Gracias de corazón

VER:
La expresión “gracias a Dios” se utiliza en general para expresar un sentimiento de alegría o alivio por algo que ha sucedido. En una oficina, una persona llevaba toda la mañana intentando solucionar un problema; cuando al final lo consiguió, exclamó juntando sus manos: “¡Gracias, Dios mío!” Algunos compañeros se extrañaron y burlaron al oírla, porque se notaba que no había sido una simple frase hecha, sino que lo había dicho de corazón: realmente estaba dando gracias a Dios.
JUZGAR:
Hemos escuchado dos ejemplos de dar gracias a Dios de verdad, de corazón. En la 1ª lectura, Naamán el sirio, cuando “quedó limpio de su lepra”, exclamó: “Ahora conozco que no hay en toda la tierra otro Dios que el de Israel”. Y en el Evangelio, el leproso samaritano que había sido curado “se postró a los pies de Jesús, rostro en tierra, dándole gracias”.
Muchas veces, nosotros nos parecemos a los nueve leprosos: olvidamos decir “gracias”, de corazón, a los demás y a Dios. A los demás, porque actuamos dando por hecho que “tienen” que hacer por nosotros lo que hacen, como si fuera un derecho nuestro. Y así no somos capaces de ver ni de valorar los gestos gratuitos de generosidad y de amor que tienen para con nosotros.
Y olvidamos dar las gracias a Dios porque tenemos con Él una relación de tipo comercial: “Te doy para que me des”. Acudimos a Él con nuestras oraciones, ofrendas, donativos… para que nos conceda lo que le pedimos; y, una vez hemos obtenido lo que buscábamos o esperábamos, seguimos nuestro camino, como los nueve leprosos.
Para dar gracias de corazón, a Dios y a los demás, nos hace falta pararnos y volver sobre nuestros pasos, como “Naamán y toda su comitiva que regresaron al lugar donde se encontraba el hombre de Dios”, y como el leproso que, “viendo que estaba curado, se volvió alabando a Dios a grandes gritos”. Para ambos, dar las gracias no fue un simple gesto de cortesía, sino el inicio de una nueva vida, gracias a Dios.
Hoy se nos invita a pensar en padres, abuelos, amigos, educadores, personas de fe, y otras personas de las que hemos recibido mucho más de lo que implica un simple cumplimiento del deber. Y debemos darles gracias de corazón por todo lo que han hecho por nosotros.

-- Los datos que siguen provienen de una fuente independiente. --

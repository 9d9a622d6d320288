//! Logging configuration using tracing
//!
//! Structured logging to stderr, or to a file while the terminal UI owns the
//! screen. Honours the RUST_LOG environment variable.

use std::path::Path;
use std::sync::Mutex;
use tracing_subscriber::{fmt, layer::SubscriberExt, util::SubscriberInitExt, EnvFilter};

fn env_filter() -> EnvFilter {
    // Quiet by default for CLI output
    EnvFilter::try_from_default_env().unwrap_or_else(|_| EnvFilter::new("warn"))
}

/// Initialize the tracing subscriber
///
/// # Example RUST_LOG values
/// - `RUST_LOG=info` - Show info and above
/// - `RUST_LOG=inbox_sync=debug` - Debug level for this crate only
/// - `RUST_LOG=inbox_sync::sync=trace` - Every bus event
///
/// # Errors
/// Returns an error if the subscriber has already been initialized
pub fn init() -> crate::Result<()> {
    tracing_subscriber::registry()
        .with(env_filter())
        .with(
            fmt::layer()
                .with_writer(std::io::stderr)
                .with_target(true)
                .with_line_number(true),
        )
        .try_init()
        .map_err(|e| {
            crate::InboxSyncError::Other(format!("Failed to initialize tracing: {}", e))
        })?;

    Ok(())
}

/// Initialize logging into `path` (appending), for the terminal UI
pub fn init_file(path: &Path) -> crate::Result<()> {
    if let Some(parent) = path.parent() {
        std::fs::create_dir_all(parent)?;
    }
    let file = std::fs::OpenOptions::new()
        .create(true)
        .append(true)
        .open(path)?;

    tracing_subscriber::registry()
        .with(env_filter())
        .with(
            fmt::layer()
                .with_writer(Mutex::new(file))
                .with_ansi(false)
                .with_target(true)
                .with_line_number(true),
        )
        .try_init()
        .map_err(|e| {
            crate::InboxSyncError::Other(format!("Failed to initialize tracing: {}", e))
        })?;

    Ok(())
}

/// Initialize logging for tests (no-op if already initialized)
pub fn init_test() {
    let _ = init();
}

#[cfg(test)]
mod tests {
    use super::*;

    #[test]
    fn test_init_test_helper() {
        // Should never panic
        init_test();
        init_test();
    }

    #[test]
    fn test_second_init_fails_cleanly() {
        init_test();
        assert!(init().is_err());
    }
}
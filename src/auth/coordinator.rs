//! Single-flight coordination of session renewal.

use std::future::Future;
use std::sync::Arc;
use tokio::sync::watch;

/// Whether a renewal is currently running.
#[derive(Debug, Clone, Copy, PartialEq, Eq)]
pub enum RefreshPhase {
  Idle,
  Refreshing,
}

#[derive(Debug, Clone, Copy)]
struct RefreshState {
  phase: RefreshPhase,
  /// Bumped every time a renewal finishes, successful or not.
  generation: u64,
  /// Outcome of the most recent renewal.
  last_renewed: bool,
}

/// What a caller that just saw an authentication failure should do.
#[derive(Debug, Clone, Copy, PartialEq, Eq)]
enum Claim {
  /// This caller moved IDLE -> REFRESHING and must start the renewal.
  Owner(u64),
  /// A renewal for this generation is already running.
  Await(u64),
  /// A renewal finished after this caller's request was issued.
  Settled(bool),
}

/// Shared IDLE/REFRESHING state for one client instance.
///
/// Cloning yields another handle to the same state. Callers record the
/// generation they observed before issuing a request ([`wait_idle`]); on an
/// authentication failure they hand it back to [`renew_once`], which starts a
/// renewal only if none has run or is running since that generation. Every
/// caller of the same wave therefore shares one renewal and its outcome.
///
/// [`wait_idle`]: RefreshCoordinator::wait_idle
/// [`renew_once`]: RefreshCoordinator::renew_once
#[derive(Debug, Clone)]
pub struct RefreshCoordinator {
  state: Arc<watch::Sender<RefreshState>>,
}

impl Default for RefreshCoordinator {
  fn default() -> Self {
    Self::new()
  }
}

impl RefreshCoordinator {
  pub fn new() -> Self {
    let (tx, _rx) = watch::channel(RefreshState {
      phase: RefreshPhase::Idle,
      generation: 0,
      last_renewed: true,
    });
    Self {
      state: Arc::new(tx),
    }
  }

  pub fn phase(&self) -> RefreshPhase {
    self.state.borrow().phase
  }

  /// Number of renewals completed so far.
  pub fn generation(&self) -> u64 {
    self.state.borrow().generation
  }

  /// Suspend until no renewal is running and return the generation seen.
  pub async fn wait_idle(&self) -> u64 {
    let mut rx = self.state.subscribe();
    let result = rx
      .wait_for(|s| s.phase == RefreshPhase::Idle)
      .await
      .map(|s| s.generation);
    // The sender lives in `self`, so the channel cannot close under us.
    result.unwrap_or_else(|_| self.generation())
  }

  /// Resolve an authentication failure observed at generation `seen`.
  ///
  /// Exactly one caller per wave runs `renew`; the rest wait for it. The
  /// renewal is driven on its own task so it completes, and releases the
  /// REFRESHING state, even if the claiming caller is dropped.
  pub async fn renew_once<F, Fut>(&self, seen: u64, renew: F) -> bool
  where
    F: FnOnce() -> Fut,
    Fut: Future<Output = bool> + Send + 'static,
  {
    match self.claim(seen) {
      Claim::Settled(renewed) => renewed,
      Claim::Await(generation) => self.outcome_after(generation).await,
      Claim::Owner(generation) => {
        let renewal = renew();
        let mut finish = FinishOnDrop {
          coordinator: self.clone(),
          renewed: false,
        };
        tokio::spawn(async move {
          // A panicking renewal still drops `finish`, reported as failed.
          finish.renewed = renewal.await;
        });
        self.outcome_after(generation).await
      }
    }
  }

  fn claim(&self, seen: u64) -> Claim {
    let mut claim = Claim::Settled(false);
    self.state.send_if_modified(|s| match s.phase {
      RefreshPhase::Refreshing => {
        claim = Claim::Await(s.generation);
        false
      }
      RefreshPhase::Idle if s.generation != seen => {
        claim = Claim::Settled(s.last_renewed);
        false
      }
      RefreshPhase::Idle => {
        s.phase = RefreshPhase::Refreshing;
        claim = Claim::Owner(s.generation);
        true
      }
    });
    claim
  }

  fn finish(&self, renewed: bool) {
    self.state.send_modify(|s| {
      s.phase = RefreshPhase::Idle;
      s.generation += 1;
      s.last_renewed = renewed;
    });
  }

  async fn outcome_after(&self, generation: u64) -> bool {
    let mut rx = self.state.subscribe();
    let result = rx
      .wait_for(|s| s.phase == RefreshPhase::Idle && s.generation > generation)
      .await
      .map(|s| s.last_renewed);
    result.unwrap_or(false)
  }
}

/// Returns the coordinator to IDLE however the renewal task ends.
struct FinishOnDrop {
  coordinator: RefreshCoordinator,
  renewed: bool,
}

impl Drop for FinishOnDrop {
  fn drop(&mut self) {
    self.coordinator.finish(self.renewed);
  }
}

#[cfg(test)]
mod tests {
  use super::*;
  use std::sync::atomic::{AtomicUsize, Ordering};
  use std::time::Duration;

  #[test]
  fn test_first_claim_owns_the_wave() {
    let c = RefreshCoordinator::new();
    assert_eq!(c.claim(0), Claim::Owner(0));
    assert_eq!(c.phase(), RefreshPhase::Refreshing);
    assert_eq!(c.claim(0), Claim::Await(0));

    c.finish(true);
    assert_eq!(c.phase(), RefreshPhase::Idle);
    assert_eq!(c.generation(), 1);
    // A late failure from before the renewal adopts its outcome.
    assert_eq!(c.claim(0), Claim::Settled(true));
    // A failure after the renewal starts a new wave.
    assert_eq!(c.claim(1), Claim::Owner(1));
  }

  #[tokio::test(start_paused = true)]
  async fn test_concurrent_failures_share_one_renewal() {
    let c = RefreshCoordinator::new();
    let renewals = Arc::new(AtomicUsize::new(0));

    let results = futures::future::join_all((0..8).map(|_| {
      let c = c.clone();
      let renewals = renewals.clone();
      async move {
        let seen = c.wait_idle().await;
        c.renew_once(seen, move || async move {
          renewals.fetch_add(1, Ordering::SeqCst);
          tokio::time::sleep(Duration::from_millis(50)).await;
          true
        })
        .await
      }
    }))
    .await;

    assert!(results.into_iter().all(|ok| ok));
    assert_eq!(renewals.load(Ordering::SeqCst), 1);
    assert_eq!(c.generation(), 1);
  }

  #[tokio::test(start_paused = true)]
  async fn test_failed_renewal_is_reported_to_waiters() {
    let c = RefreshCoordinator::new();
    let results = futures::future::join_all((0..3).map(|_| {
      let c = c.clone();
      async move {
        c.renew_once(0, || async {
          tokio::time::sleep(Duration::from_millis(10)).await;
          false
        })
        .await
      }
    }))
    .await;
    assert_eq!(results, vec![false, false, false]);
    assert_eq!(c.phase(), RefreshPhase::Idle);
  }

  #[tokio::test]
  async fn test_panicking_renewal_releases_waiters() {
    let c = RefreshCoordinator::new();
    let transport_broken = true;
    let renewed = c
      .renew_once(0, move || async move {
        if transport_broken {
          panic!("transport blew up during renewal");
        }
        true
      })
      .await;

    assert!(!renewed);
    assert_eq!(c.phase(), RefreshPhase::Idle);
    assert_eq!(c.generation(), 1);
    assert_eq!(c.wait_idle().await, 1);
  }

  #[tokio::test(start_paused = true)]
  async fn test_wait_idle_blocks_during_renewal() {
    let c = RefreshCoordinator::new();
    assert_eq!(c.claim(0), Claim::Owner(0));

    let waiter = {
      let c = c.clone();
      tokio::spawn(async move { c.wait_idle().await })
    };
    tokio::time::sleep(Duration::from_millis(20)).await;
    assert!(!waiter.is_finished());

    c.finish(true);
    assert_eq!(waiter.await.unwrap(), 1);
  }
}
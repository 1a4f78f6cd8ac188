//! Errors surfaced to callers of the data-access layer.

use serde_json::Value;

use crate::transport::TransportError;

/// Caller-facing failure of a read or write.
///
/// Cloneable so a single failed fetch can be delivered to every subscriber
/// waiting on the same key.
#[derive(Debug, Clone, PartialEq, thiserror::Error)]
pub enum ApiError {
  /// Network failure or timeout. Retryable at the caller's discretion.
  #[error(transparent)]
  Transport(TransportError),

  /// Non-authentication error status, relayed verbatim.
  #[error("server error {status}: {message}")]
  Server {
    status: u16,
    message: String,
    body: Value,
  },

  /// Session renewal failed, or the renewed session was rejected again.
  /// The caller should send the user back through sign-in.
  #[error("session expired, sign in again")]
  AuthExpired,

  /// The backend answered successfully but the payload had an unexpected shape.
  #[error("failed to decode {operation} response: {message}")]
  Decode {
    operation: &'static str,
    message: String,
  },

  /// The operation was never registered with the client's registry.
  #[error("operation {0} is not registered")]
  UnknownOperation(&'static str),

  /// The cache entry went away before a result was delivered.
  #[error("query was cancelled")]
  Cancelled,
}

impl ApiError {
  pub fn is_retryable(&self) -> bool {
    matches!(self, ApiError::Transport(e) if e.is_retryable())
  }
}

impl From<TransportError> for ApiError {
  fn from(err: TransportError) -> Self {
    match err {
      TransportError::Status { status, body } => ApiError::Server {
        status,
        message: server_message(&body),
        body,
      },
      TransportError::Decode(message) => ApiError::Decode {
        operation: "transport",
        message,
      },
      other => ApiError::Transport(other),
    }
  }
}

/// Pull a human-readable message out of an error body.
fn server_message(body: &Value) -> String {
  match body {
    Value::String(s) if !s.is_empty() => s.clone(),
    Value::Object(map) => map
      .get("message")
      .or_else(|| map.get("error"))
      .and_then(Value::as_str)
      .map(String::from)
      .unwrap_or_else(|| body.to_string()),
    Value::Null => "no details".to_string(),
    other => other.to_string(),
  }
}
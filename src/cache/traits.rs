//! Result types handed back to readers.

use chrono::{DateTime, Utc};

/// Data from a cached read, with where it came from.
#[derive(Debug, Clone)]
pub struct CacheResult<T> {
  /// The actual data
  pub data: T,
  /// Where the data came from
  pub source: CacheSource,
  /// When the data was fetched from the backend
  pub fetched_at: Option<DateTime<Utc>>,
}

impl<T> CacheResult<T> {
  pub fn new(data: T, source: CacheSource, fetched_at: Option<DateTime<Utc>>) -> Self {
    Self {
      data,
      source,
      fetched_at,
    }
  }

  /// Convert the payload, keeping provenance.
  pub fn try_map<U, E>(self, f: impl FnOnce(T) -> Result<U, E>) -> Result<CacheResult<U>, E> {
    Ok(CacheResult {
      data: f(self.data)?,
      source: self.source,
      fetched_at: self.fetched_at,
    })
  }

  pub fn is_cached(&self) -> bool {
    self.source == CacheSource::Cache
  }
}

/// Indicates where a result came from.
#[derive(Debug, Clone, Copy, PartialEq, Eq)]
pub enum CacheSource {
  /// Fetched from the backend for this subscription
  Network,
  /// Served from an entry that was already fresh
  Cache,
}
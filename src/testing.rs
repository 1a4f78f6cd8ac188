//! Scripted transport for tests.

use async_trait::async_trait;
use serde_json::{json, Value};
use std::collections::HashMap;
use std::sync::{Arc, Mutex};
use std::time::Duration;

use crate::api::{ApiClient, Registry};
use crate::config::ApiConfig;
use crate::transport::{Method, Request, Transport, TransportError, AUTH_EXPIRED_STATUS};

pub const REFRESH_PATH: &str = "/auth/refresh";

type Handler = Box<dyn Fn(&Request) -> Result<Value, TransportError> + Send + Sync>;

#[derive(Default)]
struct FakeState {
  routes: HashMap<(Method, String), Handler>,
  calls: Vec<Request>,
  session_valid: bool,
  refresh_fails: bool,
  keep_rejecting: bool,
  latency: Duration,
}

/// In-memory backend that answers from registered routes.
///
/// Unknown routes answer 404. While the session is expired every call except
/// the refresh endpoint answers 401; a successful refresh revalidates it.
pub struct FakeTransport {
  state: Mutex<FakeState>,
}

impl FakeTransport {
  pub fn new() -> Arc<Self> {
    Arc::new(Self {
      state: Mutex::new(FakeState {
        session_valid: true,
        ..Default::default()
      }),
    })
  }

  pub fn respond(&self, method: Method, path: &str, value: Value) {
    self.respond_with(method, path, move |_| Ok(value.clone()));
  }

  pub fn fail(&self, method: Method, path: &str, error: TransportError) {
    self.respond_with(method, path, move |_| Err(error.clone()));
  }

  pub fn respond_with<F>(&self, method: Method, path: &str, handler: F)
  where
    F: Fn(&Request) -> Result<Value, TransportError> + Send + Sync + 'static,
  {
    self
      .state
      .lock()
      .unwrap()
      .routes
      .insert((method, path.to_string()), Box::new(handler));
  }

  pub fn expire_session(&self) {
    self.state.lock().unwrap().session_valid = false;
  }

  pub fn fail_refresh(&self) {
    self.state.lock().unwrap().refresh_fails = true;
  }

  /// Refresh answers 200 but the session stays rejected.
  pub fn keep_rejecting(&self) {
    self.state.lock().unwrap().keep_rejecting = true;
  }

  pub fn set_latency(&self, latency: Duration) {
    self.state.lock().unwrap().latency = latency;
  }

  /// Number of calls made to `path`, any method.
  pub fn calls(&self, path: &str) -> usize {
    self
      .state
      .lock()
      .unwrap()
      .calls
      .iter()
      .filter(|r| r.path == path)
      .count()
  }

  pub fn requests(&self) -> Vec<Request> {
    self.state.lock().unwrap().calls.clone()
  }
}

#[async_trait]
impl Transport for FakeTransport {
  async fn execute(&self, request: &Request) -> Result<Value, TransportError> {
    let (latency, result) = {
      let mut state = self.state.lock().unwrap();
      state.calls.push(request.clone());

      let result = if request.path == REFRESH_PATH {
        if state.refresh_fails {
          Err(unauthorized())
        } else {
          if !state.keep_rejecting {
            state.session_valid = true;
          }
          Ok(Value::Null)
        }
      } else if !state.session_valid {
        Err(unauthorized())
      } else {
        match state.routes.get(&(request.method, request.path.clone())) {
          Some(handler) => handler(request),
          None => Err(TransportError::Status {
            status: 404,
            body: json!({"message": "not found"}),
          }),
        }
      };
      (state.latency, result)
    };

    if !latency.is_zero() {
      tokio::time::sleep(latency).await;
    }
    result
  }
}

fn unauthorized() -> TransportError {
  TransportError::Status {
    status: AUTH_EXPIRED_STATUS,
    body: json!({"message": "session expired"}),
  }
}

/// Client over `fake` with every domain registered.
pub fn client(fake: &Arc<FakeTransport>) -> ApiClient {
  ApiClient::new(
    fake.clone(),
    Registry::standard().unwrap(),
    &ApiConfig::for_base_url("http://backend.test"),
  )
}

Pero además, como cristianos, en estas personas reconocemos un reflejo del amor de Dios, y el agradecimiento que sentimos hacia ellas nos ayuda a reconocer la presencia del Señor a nuestro lado. Hoy también se nos invita a pensar en todos los dones que hemos recibido de Dios, y que son eso: dones, regalos; y pensemos en esos momentos y situaciones en los que hemos experimentado la acción de Dios; y, sobre todo, en cómo nos ha “limpiado” de nuestra “lepra”, de nuestro pecado, dándonos la oportunidad de seguir adelante con nuestra vida. Y en ese volver sobre nuestros pasos descubriremos que todo eso lo ha hecho y lo hemos recibido por puro amor suyo, gratuitamente, sin ningún merecimiento por nuestra parte. Y esto es lo que nos llevará a darle gracias de corazón, y a vivir toda nuestra vida con actitud de agradecimiento.
Es necesario saber dar gracias al Señor de corazón, porque la gratitud nos llevará a reconocer y atestiguar su presencia, y también a reconocer y valor la importancia de los demás.
ACTUAR:
¿Somos capaces de saber decir “gracias” de corazón, o lo hacemos superficialmente? ¿Nos decimos “gracias” en la familia, entre los amigos, en la comunidad parroquial, en el trabajo…? ¿Damos gracias de corazón a quien nos ayuda, a quien está cerca de nosotros, a quien nos presta algún servicio, por pequeño que sea? ¿Cuántas veces decimos de corazón: “¡Gracias, Dios mío!”?
Para nosotros, el dar gracias a Dios ha dado nombre al Sacramento más importante: la Eucaristía, que significa acción de gracias. La Eucaristía dominical es el momento para volver sobre nuestros pasos y reconocer la presencia y acción de Dios y de los hermanos, y darles las gracias de corazón.
Que la Eucaristía nos enseñe a ser personas agradecidas, porque eso nos ayudará a ser “Peregrinos de Esperanza”, como nos pide el Jubileo. Seremos portadores de esperanza porque hemos descubierto y damos testimonio de que el Señor se hace presente en nuestra vida para que, como le ocurrió al leproso, por nuestra fe en Él podamos alcanzar la salvación.